First, we exploit the fact that Python strings can be continued on the next line in order to make the query readable. We add quotes to each line, and leave an extra space at the end (so that the last word of a line doesn't get merged with first word of next line).

    "SELECT alb.Title "
    "FROM Album alb "
    "INNER JOIN Artist art on alb.ArtistId = art.ArtistId "
    "WHERE art.Name = 'Led Zeppelin'"
    
With the formatting out of the way, let's look at the query. 
- In the first two lines, the line `FROM Album alb` indicates that we are selecting from table Album and giving it a temporary name `alb`, and the first line just says to take column `Title` from table `alb`.
- The third line `INNER JOIN Artist art on alb.ArtistId = art.ArtistId` gives a temporary name `art` to the Artist table and then merges rows from the `alb` and `art` tables if they have the same ArtistId.
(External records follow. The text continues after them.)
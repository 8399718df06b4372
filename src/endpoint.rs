//! Transport endpoints for the two supported address families.
//!
//! Callers work with [`Family`], [`Transport`] and [`Endpoint`] only; the
//! IPv4 / vsock differences (socket domain, address construction, wildcard
//! ports) live here.

use std::fmt;
use std::fs::File;
use std::io;
use std::net::{Ipv4Addr, SocketAddrV4};
use std::os::unix::io::AsRawFd;

use serde::{Deserialize, Serialize};
use socket2::{Domain, Protocol, SockAddr};

/// Wildcard vsock context id (`VMADDR_CID_ANY`).
pub const VMADDR_CID_ANY: u32 = u32::MAX;

/// Wildcard vsock port (`VMADDR_PORT_ANY`), asks the kernel for an ephemeral port.
pub const VMADDR_PORT_ANY: u32 = u32::MAX;

const VSOCK_DEVICE: &str = "/dev/vsock";

/// `IOCTL_VM_SOCKETS_GET_LOCAL_CID` from `linux/vm_sockets.h`.
const IOCTL_VM_SOCKETS_GET_LOCAL_CID: libc::c_ulong = 0x7b9;

// ---------------------------------------------------------------------------
// Family
// ---------------------------------------------------------------------------

/// Socket address family used for a benchmark run.
#[derive(Debug, Clone, Copy, PartialEq, Eq, Serialize, Deserialize)]
#[serde(rename_all = "snake_case")]
pub enum Family {
    Inet,
    Vsock,
}

impl Family {
    pub fn domain(self) -> Domain {
        match self {
            Family::Inet => Domain::IPV4,
            Family::Vsock => Domain::VSOCK,
        }
    }

    pub fn protocol(self) -> Option<Protocol> {
        match self {
            Family::Inet => Some(Protocol::TCP),
            // SOCK_STREAM is the only vsock stream protocol
            Family::Vsock => None,
        }
    }

    /// Address to bind a listener on. vsock listeners always bind to the
    /// local context id; `inet_addr` is ignored for them.
    pub fn listen_endpoint(self, inet_addr: Ipv4Addr, port: Option<u16>) -> io::Result<Endpoint> {
        match self {
            Family::Inet => Ok(Endpoint::Inet(SocketAddrV4::new(inet_addr, port.unwrap_or(0)))),
            Family::Vsock => Ok(Endpoint::Vsock {
                cid: local_cid()?,
                port: port.map(u32::from).unwrap_or(VMADDR_PORT_ANY),
            }),
        }
    }

    /// Wildcard local address with a specific source port, for clients that
    /// pin their source port.
    pub fn source_endpoint(self, port: u16) -> Endpoint {
        match self {
            Family::Inet => Endpoint::Inet(SocketAddrV4::new(Ipv4Addr::UNSPECIFIED, port)),
            Family::Vsock => Endpoint::Vsock {
                cid: VMADDR_CID_ANY,
                port: u32::from(port),
            },
        }
    }
}

impl fmt::Display for Family {
    fn fmt(&self, f: &mut fmt::Formatter<'_>) -> fmt::Result {
        match self {
            Family::Inet => write!(f, "inet"),
            Family::Vsock => write!(f, "vsock"),
        }
    }
}

// ---------------------------------------------------------------------------
// Transport
// ---------------------------------------------------------------------------

/// Client-side view of the family: vsock clients name the peer context id.
#[derive(Debug, Clone, Copy, PartialEq, Eq)]
pub enum Transport {
    Inet,
    Vsock { cid: u32 },
}

impl Transport {
    pub fn family(self) -> Family {
        match self {
            Transport::Inet => Family::Inet,
            Transport::Vsock { .. } => Family::Vsock,
        }
    }

    /// Build the peer endpoint. `host` is only consulted for IPv4.
    pub fn peer_endpoint(self, host: Ipv4Addr, port: u32) -> Endpoint {
        match self {
            // callers validate that IPv4 ports fit in 16 bits
            Transport::Inet => Endpoint::Inet(SocketAddrV4::new(host, port as u16)),
            Transport::Vsock { cid } => Endpoint::Vsock { cid, port },
        }
    }
}

// ---------------------------------------------------------------------------
// Endpoint
// ---------------------------------------------------------------------------

/// A concrete address in one of the supported families.
#[derive(Debug, Clone, Copy, PartialEq, Eq)]
pub enum Endpoint {
    Inet(SocketAddrV4),
    Vsock { cid: u32, port: u32 },
}

impl Endpoint {
    pub fn family(&self) -> Family {
        match self {
            Endpoint::Inet(_) => Family::Inet,
            Endpoint::Vsock { .. } => Family::Vsock,
        }
    }

    pub fn port(&self) -> u32 {
        match self {
            Endpoint::Inet(addr) => u32::from(addr.port()),
            Endpoint::Vsock { port, .. } => *port,
        }
    }

    pub fn to_sock_addr(&self) -> SockAddr {
        match self {
            Endpoint::Inet(addr) => SockAddr::from(*addr),
            Endpoint::Vsock { cid, port } => SockAddr::vsock(*cid, *port),
        }
    }

    pub fn from_sock_addr(addr: &SockAddr) -> Option<Endpoint> {
        if let Some(v4) = addr.as_socket_ipv4() {
            return Some(Endpoint::Inet(v4));
        }
        addr.as_vsock_address()
            .map(|(cid, port)| Endpoint::Vsock { cid, port })
    }
}

impl fmt::Display for Endpoint {
    fn fmt(&self, f: &mut fmt::Formatter<'_>) -> fmt::Result {
        match self {
            Endpoint::Inet(addr) => write!(f, "{}", addr),
            Endpoint::Vsock { cid, port } => write!(f, "vsock:{}:{}", cid, port),
        }
    }
}

/// Context id of this machine, read from the vsock device.
pub fn local_cid() -> io::Result<u32> {
    let device = File::open(VSOCK_DEVICE)?;
    let mut cid: u32 = 0;
    // SAFETY: the ioctl writes a single u32 through a pointer to a live local.
    let rc = unsafe {
        libc::ioctl(
            device.as_raw_fd(),
            IOCTL_VM_SOCKETS_GET_LOCAL_CID as _,
            &mut cid as *mut u32,
        )
    };
    if rc < 0 {
        return Err(io::Error::last_os_error());
    }
    Ok(cid)
}

#[cfg(test)]
mod tests {
    use super::*;

    #[test]
    fn test_inet_sock_addr_round_trip() {
        let ep = Endpoint::Inet(SocketAddrV4::new(Ipv4Addr::new(10, 1, 2, 3), 3962));
        let back = Endpoint::from_sock_addr(&ep.to_sock_addr()).unwrap();
        assert_eq!(ep, back);
        assert_eq!(back.port(), 3962);
        assert_eq!(back.to_string(), "10.1.2.3:3962");
    }

    #[test]
    fn test_vsock_sock_addr_round_trip() {
        let ep = Endpoint::Vsock { cid: 3, port: 70_000 };
        let back = Endpoint::from_sock_addr(&ep.to_sock_addr()).unwrap();
        assert_eq!(ep, back);
        assert_eq!(back.family(), Family::Vsock);
        assert_eq!(back.to_string(), "vsock:3:70000");
    }

    #[test]
    fn test_transport_peer_endpoint() {
        let host = Ipv4Addr::LOCALHOST;
        assert_eq!(
            Transport::Inet.peer_endpoint(host, 80),
            Endpoint::Inet(SocketAddrV4::new(host, 80))
        );
        assert_eq!(
            Transport::Vsock { cid: 2 }.peer_endpoint(host, 80),
            Endpoint::Vsock { cid: 2, port: 80 }
        );
    }

    #[test]
    fn test_inet_listen_endpoint_defaults_to_ephemeral() {
        let ep = Family::Inet.listen_endpoint(Ipv4Addr::LOCALHOST, None).unwrap();
        assert_eq!(ep.port(), 0);
        let ep = Family::Inet.listen_endpoint(Ipv4Addr::LOCALHOST, Some(7070)).unwrap();
        assert_eq!(ep.port(), 7070);
    }
}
So, it will take an artist (specified later as 'Led Zeppelin') and create a temporary row for each album that belongs to that artist. The new rows will have columns from both the alb ard art tables, so the first line makes sense.
- The last line `WHERE art.Name = 'Led Zeppelin'` is what we wanted: to be able to search by name.

In [7]:
c.execute(
    "SELECT alb.Title "
    "FROM Album alb "
    "INNER JOIN Artist art on alb.ArtistId = art.ArtistId "
    "WHERE art.Name = 'Led Zeppelin'"
)
rows = c.fetchall()
for r in rows:
    print r

(u'BBC Sessions [Disc 1] [Live]',)
(u'Physical Graffiti [Disc 1]',)
(u'BBC Sessions [Disc 2] [Live]',)
(u'Coda',)
(u'Houses Of The Holy',)
(u'In Through The Out Door',)
(u'IV',)
(u'Led Zeppelin I',)
(u'Led Zeppelin II',)
(u'Led Zeppelin III',)
(u'Physical Graffiti [Disc 2]',)
(u'Presence',)
(u'The Song Remains The Same (Disc 1)',)
(u'The Song Remains The Same (Disc 2)',)


Here we add one line to order the output by title. If the Album table had some release date information, we could select that column as well and sort by date, for instance.

In [8]:
c.execute(
    "SELECT alb.Title "
    "FROM Album alb "
    "INNER JOIN Artist art on alb.ArtistId = art.ArtistId "
    "WHERE art.Name = 'Led Zeppelin'"
    "ORDER BY alb.Title ASC"
)
rows = c.fetchall()
for r in rows:
    print r

(u'BBC Sessions [Disc 1] [Live]',)
(u'BBC Sessions [Disc 2] [Live]',)
(u'Coda',)
(u'Houses Of The Holy',)
(u'IV',)
(u'In Through The Out Door',)
(u'Led Zeppelin I',)
(u'Led Zeppelin II',)
(u'Led Zeppelin III',)
(u'Physical Graffiti [Disc 1]',)
(u'Physical Graffiti [Disc 2]',)
(u'Presence',)
(u'The Song Remains The Same (Disc 1)',)
(u'The Song Remains The Same (Disc 2)',)


Some queries do implicit inner joins. That is, we don't have to use `INNER JOIN` syntax, but that's what happens behind the scenes. For instance, this query selects all Artist - Album pairs:

In [9]:
c.execute('SELECT Name, Title FROM Artist, Album '
          'WHERE Artist.ArtistId = Album.ArtistId ')
for artist_album in c.fetchall():
    print artist_album[0] + ' - ' + artist_album[1]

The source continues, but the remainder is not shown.